The curtain opens with Barnard and Mayo on the roof, lit by a spot mid-stage. He’s drinking (hot) tea; she, a Diet Coke. The dialogue (is what I recall from the time[i]):

Barnard: I read your paper. I think it is quite good.  Did you know that it was I who told Fisher that Neyman-Pearson statistics had turned his significance tests into little more than acceptance procedures?

Mayo:  Thank you so much for reading my paper.  I recall a reference to you in Pearson’s response to Fisher, but I didn’t know the full extent.

Barnard: I was the one who told Fisher that Neyman was largely to blame. He shouldn’t be too hard on Egon.  His statistical philosophy, you are aware, was different from Neyman’s.

Mayo: That’s interesting.  I did quote Pearson, at the end of his response to Fisher, as saying that inductive behavior was “Neyman’s field, not mine”.  I didn’t know your role in his laying the blame on Neyman!
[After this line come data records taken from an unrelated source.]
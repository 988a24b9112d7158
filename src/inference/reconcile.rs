use rayon::prelude::*;
use tracing::debug;

use crate::calls::{CallProvenance, CnvOverlap, EvidenceSupport, StructuralCallRecord, SvType, Zygosity};
use crate::evidence::{CnvOverlay, EvidenceIndex};

/// Assign split-read and read-pair support to precise calls.
///
/// The call's breakpoint sides are padded by `padding` bases and every overlapping
/// evidence link with matching strands contributes. Support is assigned, never
/// accumulated, so reconciling twice gives the same calls.
pub fn assign_evidence_support(calls: &mut [StructuralCallRecord], index: &EvidenceIndex, padding: u32) {
    calls
        .par_iter_mut()
        .filter(|call| call.provenance == CallProvenance::Precise)
        .for_each(|call| {
            let Some(sides) = call.breakpoint_sides() else {
                return;
            };
            let query = sides.padded(padding);
            let support = index
                .overlappers(&query)
                .fold(EvidenceSupport::default(), |acc, (_, link)| EvidenceSupport {
                    split_reads: acc.split_reads.saturating_add(link.split_reads),
                    read_pairs: acc.read_pairs.saturating_add(link.read_pairs),
                });
            call.evidence = Some(support);
        });
}

/// Attach overlapping external CNV calls and adopt the copy number of the best one.
///
/// A copy number already present on the genotype is kept.
pub fn overlay_cnv_calls(calls: &mut [StructuralCallRecord], overlay: &CnvOverlay) {
    calls.par_iter_mut().for_each(|call| {
        let span = call.span();
        call.external_cnv = overlay
            .overlapping(&span)
            .map(|cnv| CnvOverlap {
                id: cnv.id.clone(),
                copy_number: cnv.map_copy_number(),
            })
            .collect();
        if call.genotype.copy_number.is_none() {
            call.genotype.copy_number = overlay
                .best_overlap(&span)
                .and_then(|cnv| cnv.map_copy_number());
        }
    });
}

/// Zygosity implied by a copy number for deletions and duplications.
pub fn zygosity_from_copy_number(sv_type: SvType, copy_number: u32) -> Option<Zygosity> {
    match (sv_type, copy_number) {
        (SvType::Deletion | SvType::Duplication, 2) => Some(Zygosity::HomReference),
        (SvType::Deletion, 0) => Some(Zygosity::HomVariant),
        (SvType::Deletion, 1) => Some(Zygosity::HetVariant),
        (SvType::Duplication, 3) => Some(Zygosity::HetVariant),
        (SvType::Duplication, cn) if cn >= 4 => Some(Zygosity::HomVariant),
        _ => None,
    }
}

/// Full reconciliation step: evidence support, then the CNV overlay.
pub fn reconcile_calls(
    mut calls: Vec<StructuralCallRecord>,
    index: Option<&EvidenceIndex>,
    padding: u32,
    overlay: Option<&CnvOverlay>,
) -> Vec<StructuralCallRecord> {
    if let Some(index) = index {
        assign_evidence_support(&mut calls, index, padding);
    }
    if let Some(overlay) = overlay {
        overlay_cnv_calls(&mut calls, overlay);
    }
    for call in calls.iter_mut() {
        if let Some(zygosity) = call
            .genotype
            .copy_number
            .and_then(|cn| zygosity_from_copy_number(call.sv_type, cn))
        {
            call.genotype.zygosity = zygosity;
        }
    }
    debug!(calls = calls.len(), padding, "reconciled precise calls");
    calls
}

#[cfg(test)]
mod tests {
    use super::*;
    use crate::alignment::{SimpleInterval, Strand};
    use crate::evidence::{build_evidence_index, CnvCall, EvidenceTargetLink, StrandedInterval};
    use std::sync::Arc;
    use test_case::test_case;

    fn deletion() -> StructuralCallRecord {
        StructuralCallRecord::new(
            Arc::from("chr1"),
            1100,
            1150,
            SvType::Deletion,
            (Strand::Forward, Strand::Reverse),
            CallProvenance::Precise,
        )
    }

    fn index() -> EvidenceIndex {
        let side = |s, e, strand| StrandedInterval::new(SimpleInterval::new("chr1", s, e), strand);
        build_evidence_index(vec![
            EvidenceTargetLink::new(side(1000, 1090, Strand::Forward), side(1160, 1300, Strand::Reverse), 3, 4),
            EvidenceTargetLink::new(side(1050, 1120, Strand::Forward), side(1140, 1200, Strand::Reverse), 1, 1),
            EvidenceTargetLink::new(side(1050, 1120, Strand::Forward), side(1140, 1200, Strand::Forward), 9, 9),
        ])
    }

    #[test]
    fn padding_widens_the_evidence_search() {
        let mut tight = vec![deletion()];
        assign_evidence_support(&mut tight, &index(), 0);
        assert_eq!(tight[0].evidence, Some(EvidenceSupport { split_reads: 1, read_pairs: 1 }));

        let mut padded = vec![deletion()];
        assign_evidence_support(&mut padded, &index(), 20);
        assert_eq!(padded[0].evidence, Some(EvidenceSupport { split_reads: 4, read_pairs: 5 }));
    }

    #[test]
    fn reconciling_twice_is_idempotent() {
        let overlay = CnvOverlay::new(vec![CnvCall::new(
            "cnv1",
            SimpleInterval::new("chr1", 1000, 1200),
            vec![0.1, 0.8, 0.1],
        )]);
        let once = reconcile_calls(vec![deletion()], Some(&index()), 20, Some(&overlay));
        let twice = reconcile_calls(once.clone(), Some(&index()), 20, Some(&overlay));
        assert_eq!(once, twice);
        assert_eq!(once[0].genotype.copy_number, Some(1));
        assert_eq!(once[0].genotype.zygosity, Zygosity::HetVariant);
        assert_eq!(once[0].external_cnv[0].id, "cnv1");
    }

    #[test_case(SvType::Deletion, 0 => Some(Zygosity::HomVariant))]
    #[test_case(SvType::Deletion, 1 => Some(Zygosity::HetVariant))]
    #[test_case(SvType::Deletion, 2 => Some(Zygosity::HomReference))]
    #[test_case(SvType::Duplication, 3 => Some(Zygosity::HetVariant))]
    #[test_case(SvType::Duplication, 5 => Some(Zygosity::HomVariant))]
    #[test_case(SvType::Inversion, 1 => None)]
    fn copy_number_zygosity(sv_type: SvType, copy_number: u32) -> Option<Zygosity> {
        zygosity_from_copy_number(sv_type, copy_number)
    }
}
Fade to black. The lights go up on Fisher, stage left, flashing back some 30 years earlier . . . ….

Fisher: Now, acceptance procedures are of great importance in the modern world.  When a large concern like the Royal Navy receives material from an engineering firm it is, I suppose, subjected to sufficiently careful inspection and testing to reduce the frequency of the acceptance of faulty or defective consignments. . . . I am casting no contempt on acceptance procedures, and I am thankful, whenever I travel by air, that the high level of precision and reliability required can really be achieved by such means.  But the logical differences between such an operation and the work of scientific discovery by physical or biological experimentation seem to me so wide that the analogy between them is not helpful . . . . [Advocates of behavioristic statistics are like]

Russians [who] are made familiar with the ideal that research in pure science can and should be geared to technological performance, in the comprehensive organized effort of a five-year plan for the nation. . . .

In the U.S. also the great importance of organized technology has I think made it easy to confuse the process appropriate for drawing correct conclusions, with those aimed rather at, let us say, speeding production, or saving money. (Fisher 1955, 69-70)

Fade to black.  The lights go up on Egon Pearson stage right (who looks like he does in my sketch here, from EGEK 1996, a bit like a young C. S. Peirce):

Pearson: There was no sudden descent upon British soil of Russian ideas regarding the function of science in relation to technology and to five-year plans. . . . Indeed, to dispel the picture of the Russian technological bogey, I might recall how certain early ideas came into my head as I sat on a gate overlooking an experimental blackcurrant plot . . . . To the best of my ability I was searching for a way of expressing in mathematical terms what appeared to me to be the requirements of the scientist in applying statistical tests to his data.  (Pearson 1955, 204)

Fade to black. The spotlight returns to Barnard and Mayo, but brighter. It looks as if it’s gotten hotter.  Barnard wipes his brow with a white handkerchief.  Mayo drinks her Diet Coke.

Barnard (ever so slightly angry): You have made one blunder in your paper. Fisher would never have made that remark about Russia.

There is a tense silence.

Mayo: But—it was a quote.

End of Act 1.

Given this was pre-internet, we couldn’t go to the source then and there, so we agreed to search for the paper in the library. Well, you get the idea. Maybe I could call the piece “Stat on a Hot Tin Roof.”

If you go see it, don’t say I didn’t warn you.

Comments see original post on Error Statistics Blog here.


[i] We had also discussed this many years later, in 1999.